EXERCISE INSTRUCTIONS:
Each record below is to be reproduced without any change.

↓↓↓

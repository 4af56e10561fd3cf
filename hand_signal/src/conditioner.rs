//! Continuous control conditioning for the volume channel.
//!
//! ```text
//! distance ─▶ clamp [d_min, d_max] ─▶ rescale [0,1] ─▶ smoother ─▶ percent
//!                                                                   │
//!                        rate-limit gate ◀── dead-band gate ◀───────┘
//! ```
//!
//! Setting the system volume may spawn a process, so only changes that are
//! both large enough and far enough apart in time are requested.  The caller
//! reports back through [`VolumeConditioner::confirm`] once a request has
//! actually been carried out; a failed attempt leaves the bookkeeping alone
//! so the next open gate retries.

use serde::{Deserialize, Serialize};

use crate::geometry::unit_fraction;
use crate::smoothing::ExponentialSmoother;

/// Persistent volume channel state.
#[derive(Clone, Copy, Debug, PartialEq, Serialize, Deserialize)]
pub struct VolumeState {
    /// Smoothed level in `[0, 1]`.
    pub smoothed:       f64,
    /// Last percent the actuator confirmed.
    pub last_issued:    u8,
    pub last_issued_at: Option<f64>,
}

impl Default for VolumeState {
    fn default() -> Self {
        VolumeState { smoothed: 0.5, last_issued: 50, last_issued_at: None }
    }
}

#[derive(Clone, Copy, Debug, PartialEq)]
pub struct VolumeConditioner {
    d_min:          f64,
    d_max:          f64,
    smoother:       ExponentialSmoother,
    min_interval_s: f64,
    dead_band:      u8,
}

impl VolumeConditioner {
    /// Ranges are validated by [`crate::config::PipelineConfig::validate`].
    pub fn new(
        d_min:          f64,
        d_max:          f64,
        smoother:       ExponentialSmoother,
        min_interval_s: f64,
        dead_band:      u8,
    ) -> Self {
        VolumeConditioner { d_min, d_max, smoother, min_interval_s, dead_band }
    }

    /// Raw measurement → unsmoothed level in `[0, 1]`.
    pub fn level(&self, distance: f64) -> f64 {
        unit_fraction(distance, self.d_min, self.d_max)
    }

    pub fn percent(level: f64) -> u8 {
        (level * 100.0).round().clamp(0.0, 100.0) as u8
    }

    /// Smooth one measurement and decide whether to request actuation.
    ///
    /// Returns the percent to request, or `None` when a gate is closed.
    pub fn update(&self, state: &mut VolumeState, distance: f64, now: f64) -> Option<u8> {
        state.smoothed = self.smoother.step(state.smoothed, self.level(distance));

        if let Some(t) = state.last_issued_at {
            if now - t < self.min_interval_s {
                return None;
            }
        }

        let target = Self::percent(state.smoothed);
        if target.abs_diff(state.last_issued) < self.dead_band {
            return None;
        }
        Some(target)
    }

    /// Record a request the actuator carried out.
    pub fn confirm(state: &mut VolumeState, percent: u8, now: f64) {
        state.last_issued = percent;
        state.last_issued_at = Some(now);
    }
}

#[cfg(test)]
mod tests {
    use super::*;
    use proptest::prelude::*;

    fn conditioner() -> VolumeConditioner {
        let s = ExponentialSmoother::new("smoothing_alpha_volume", 0.2).unwrap();
        VolumeConditioner::new(0.02, 0.18, s, 0.12, 2)
    }

    /// Drive the conditioner at 30 fps, confirming every request.
    fn drive(c: &VolumeConditioner, state: &mut VolumeState, d: f64, frames: usize, t0: f64) -> Vec<u8> {
        let mut issued = Vec::new();
        for k in 0..frames {
            let now = t0 + k as f64 / 30.0;
            if let Some(p) = c.update(state, d, now) {
                VolumeConditioner::confirm(state, p, now);
                issued.push(p);
            }
        }
        issued
    }

    #[test]
    fn level_clamps_and_rescales() {
        let c = conditioner();
        assert_eq!(c.level(0.0), 0.0);
        assert_eq!(c.level(0.5), 1.0);
        assert!((c.level(0.10) - 0.5).abs() < 1e-12);
    }

    #[test]
    fn measurement_at_resting_level_issues_nothing() {
        let c = conditioner();
        let mut st = VolumeState::default();
        assert!(drive(&c, &mut st, 0.10, 100, 0.0).is_empty());
    }

    #[test]
    fn small_moves_stay_inside_dead_band() {
        let c = conditioner();
        let mut st = VolumeState::default();
        // 0.1016 → level 0.51: smoothed creeps toward 51, never 2 away from 50
        assert!(drive(&c, &mut st, 0.1016, 200, 0.0).is_empty());
    }

    #[test]
    fn rate_limit_spaces_requests() {
        let c = conditioner();
        let mut st = VolumeState::default();
        let mut times = Vec::new();
        for k in 0..90 {
            let now = k as f64 / 30.0;
            if let Some(p) = c.update(&mut st, 0.18, now) {
                VolumeConditioner::confirm(&mut st, p, now);
                times.push(now);
            }
        }
        assert!(times.len() >= 2);
        assert!(times.windows(2).all(|w| w[1] - w[0] >= 0.12 - 1e-9));
    }

    #[test]
    fn unconfirmed_request_is_retried() {
        let c = conditioner();
        let mut st = VolumeState::default();
        let first = c.update(&mut st, 0.18, 0.0);
        assert!(first.is_some());
        // actuator failed: nothing confirmed, next frame asks again
        let second = c.update(&mut st, 0.18, 1.0 / 30.0);
        assert!(second.is_some());
        assert_eq!(st.last_issued, 50);
        assert_eq!(st.last_issued_at, None);
    }

    #[test]
    fn drives_toward_full_scale() {
        let c = conditioner();
        let mut st = VolumeState::default();
        let issued = drive(&c, &mut st, 0.30, 300, 0.0);
        assert!(issued.windows(2).all(|w| w[1] > w[0]));
        // the last request may trail the settled level by less than the dead-band
        assert_eq!(VolumeConditioner::percent(st.smoothed), 100);
        assert!(issued.last().copied().unwrap_or(0) >= 98);
    }

    proptest! {
        #[test]
        fn settled_measurement_issues_at_most_once(
            d in 0.0f64..0.3,
            n in 1usize..200,
        ) {
            let c = conditioner();
            let mut st = VolumeState::default();
            drive(&c, &mut st, d, 300, 0.0);
            let issued = drive(&c, &mut st, d, n, 10.0);
            prop_assert!(issued.len() <= 1);
        }

        #[test]
        fn unsmoothed_measurement_issues_at_most_once_from_fresh_state(
            d in 0.0f64..0.3,
            n in 1usize..200,
        ) {
            let s = ExponentialSmoother::new("smoothing_alpha_volume", 1.0).unwrap();
            let c = VolumeConditioner::new(0.02, 0.18, s, 0.12, 2);
            let mut st = VolumeState::default();
            prop_assert!(drive(&c, &mut st, d, n, 0.0).len() <= 1);
        }
    }
}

↑↑↑

RESPONSE TO THE TASK:
repository 4af56e10561fd3cf
filename hand_signal/src/conditioner.rs
//! Continuous control conditioning for the volume channel.
//!
//! ```text
//! distance ─▶ clamp [d_min, d_max] ─▶ rescale [0,1] ─▶ smoother ─▶ percent
//!                                                                   │
//!                        rate-limit gate ◀── dead-band gate ◀───────┘
//! ```
//!
//! Setting the system volume may spawn a process, so only changes that are
//! both large enough and far enough apart in time are requested.  The caller
//! reports back through [`VolumeConditioner::confirm`] once a request has
//! actually been carried out; a failed attempt leaves the bookkeeping alone
//! so the next open gate retries.

use serde::{Deserialize, Serialize};

use crate::geometry::unit_fraction;
use crate::smoothing::ExponentialSmoother;

/// Persistent volume channel state.
#[derive(Clone, Copy, Debug, PartialEq, Serialize, Deserialize)]
pub struct VolumeState {
    /// Smoothed level in `[0, 1]`.
    pub smoothed:       f64,
    /// Last percent the actuator confirmed.
    pub last_issued:    u8,
    pub last_issued_at: Option<f64>,
}

impl Default for VolumeState {
    fn default() -> Self {
        VolumeState { smoothed: 0.5, last_issued: 50, last_issued_at: None }
    }
}

#[derive(Clone, Copy, Debug, PartialEq)]
pub struct VolumeConditioner {
    d_min:          f64,
    d_max:          f64,
    smoother:       ExponentialSmoother,
    min_interval_s: f64,
    dead_band:      u8,
}

impl VolumeConditioner {
    /// Ranges are validated by [`crate::config::PipelineConfig::validate`].
    pub fn new(
        d_min:          f64,
        d_max:          f64,
        smoother:       ExponentialSmoother,
        min_interval_s: f64,
        dead_band:      u8,
    ) -> Self {
        VolumeConditioner { d_min, d_max, smoother, min_interval_s, dead_band }
    }

    /// Raw measurement → unsmoothed level in `[0, 1]`.
    pub fn level(&self, distance: f64) -> f64 {
        unit_fraction(distance, self.d_min, self.d_max)
    }

    pub fn percent(level: f64) -> u8 {
        (level * 100.0).round().clamp(0.0, 100.0) as u8
    }

    /// Smooth one measurement and decide whether to request actuation.
    ///
    /// Returns the percent to request, or `None` when a gate is closed.
    pub fn update(&self, state: &mut VolumeState, distance: f64, now: f64) -> Option<u8> {
        state.smoothed = self.smoother.step(state.smoothed, self.level(distance));

        if let Some(t) = state.last_issued_at {
            if now - t < self.min_interval_s {
                return None;
            }
        }

        let target = Self::percent(state.smoothed);
        if target.abs_diff(state.last_issued) < self.dead_band {
            return None;
        }
        Some(target)
    }

    /// Record a request the actuator carried out.
    pub fn confirm(state: &mut VolumeState, percent: u8, now: f64) {
        state.last_issued = percent;
        state.last_issued_at = Some(now);
    }
}

#[cfg(test)]
mod tests {
    use super::*;
    use proptest::prelude::*;

    fn conditioner() -> VolumeConditioner {
        let s = ExponentialSmoother::new("smoothing_alpha_volume", 0.2).unwrap();
        VolumeConditioner::new(0.02, 0.18, s, 0.12, 2)
    }

    /// Drive the conditioner at 30 fps, confirming every request.
    fn drive(c: &VolumeConditioner, state: &mut VolumeState, d: f64, frames: usize, t0: f64) -> Vec<u8> {
        let mut issued = Vec::new();
        for k in 0..frames {
            let now = t0 + k as f64 / 30.0;
            if let Some(p) = c.update(state, d, now) {
                VolumeConditioner::confirm(state, p, now);
                issued.push(p);
            }
        }
        issued
    }

    #[test]
    fn level_clamps_and_rescales() {
        let c = conditioner();
        assert_eq!(c.level(0.0), 0.0);
        assert_eq!(c.level(0.5), 1.0);
        assert!((c.level(0.10) - 0.5).abs() < 1e-12);
    }

    #[test]
    fn measurement_at_resting_level_issues_nothing() {
        let c = conditioner();
        let mut st = VolumeState::default();
        assert!(drive(&c, &mut st, 0.10, 100, 0.0).is_empty());
    }

    #[test]
    fn small_moves_stay_inside_dead_band() {
        let c = conditioner();
        let mut st = VolumeState::default();
        // 0.1016 → level 0.51: smoothed creeps toward 51, never 2 away from 50
        assert!(drive(&c, &mut st, 0.1016, 200, 0.0).is_empty());
    }

    #[test]
    fn rate_limit_spaces_requests() {
        let c = conditioner();
        let mut st = VolumeState::default();
        let mut times = Vec::new();
        for k in 0..90 {
            let now = k as f64 / 30.0;
            if let Some(p) = c.update(&mut st, 0.18, now) {
                VolumeConditioner::confirm(&mut st, p, now);
                times.push(now);
            }
        }
        assert!(times.len() >= 2);
        assert!(times.windows(2).all(|w| w[1] - w[0] >= 0.12 - 1e-9));
    }

    #[test]
    fn unconfirmed_request_is_retried() {
        let c = conditioner();
        let mut st = VolumeState::default();
        let first = c.update(&mut st, 0.18, 0.0);
        assert!(first.is_some());
        // actuator failed: nothing confirmed, next frame asks again
        let second = c.update(&mut st, 0.18, 1.0 / 30.0);
        assert!(second.is_some());
        assert_eq!(st.last_issued, 50);
        assert_eq!(st.last_issued_at, None);
    }

    #[test]
    fn drives_toward_full_scale() {
        let c = conditioner();
        let mut st = VolumeState::default();
        let issued = drive(&c, &mut st, 0.30, 300, 0.0);
        assert!(issued.windows(2).all(|w| w[1] > w[0]));
        // the last request may trail the settled level by less than the dead-band
        assert_eq!(VolumeConditioner::percent(st.smoothed), 100);
        assert!(issued.last().copied().unwrap_or(0) >= 98);
    }

    proptest! {
        #[test]
        fn settled_measurement_issues_at_most_once(
            d in 0.0f64..0.3,
            n in 1usize..200,
        ) {
            let c = conditioner();
            let mut st = VolumeState::default();
            drive(&c, &mut st, d, 300, 0.0);
            let issued = drive(&c, &mut st, d, n, 10.0);
            prop_assert!(issued.len() <= 1);
        }

        #[test]
        fn unsmoothed_measurement_issues_at_most_once_from_fresh_state(
            d in 0.0f64..0.3,
            n in 1usize..200,
        ) {
            let s = ExponentialSmoother::new("smoothing_alpha_volume", 1.0).unwrap();
            let c = VolumeConditioner::new(0.02, 0.18, s, 0.12, 2);
            let mut st = VolumeState::default();
            prop_assert!(drive(&c, &mut st, d, n, 0.0).len() <= 1);
        }
    }
}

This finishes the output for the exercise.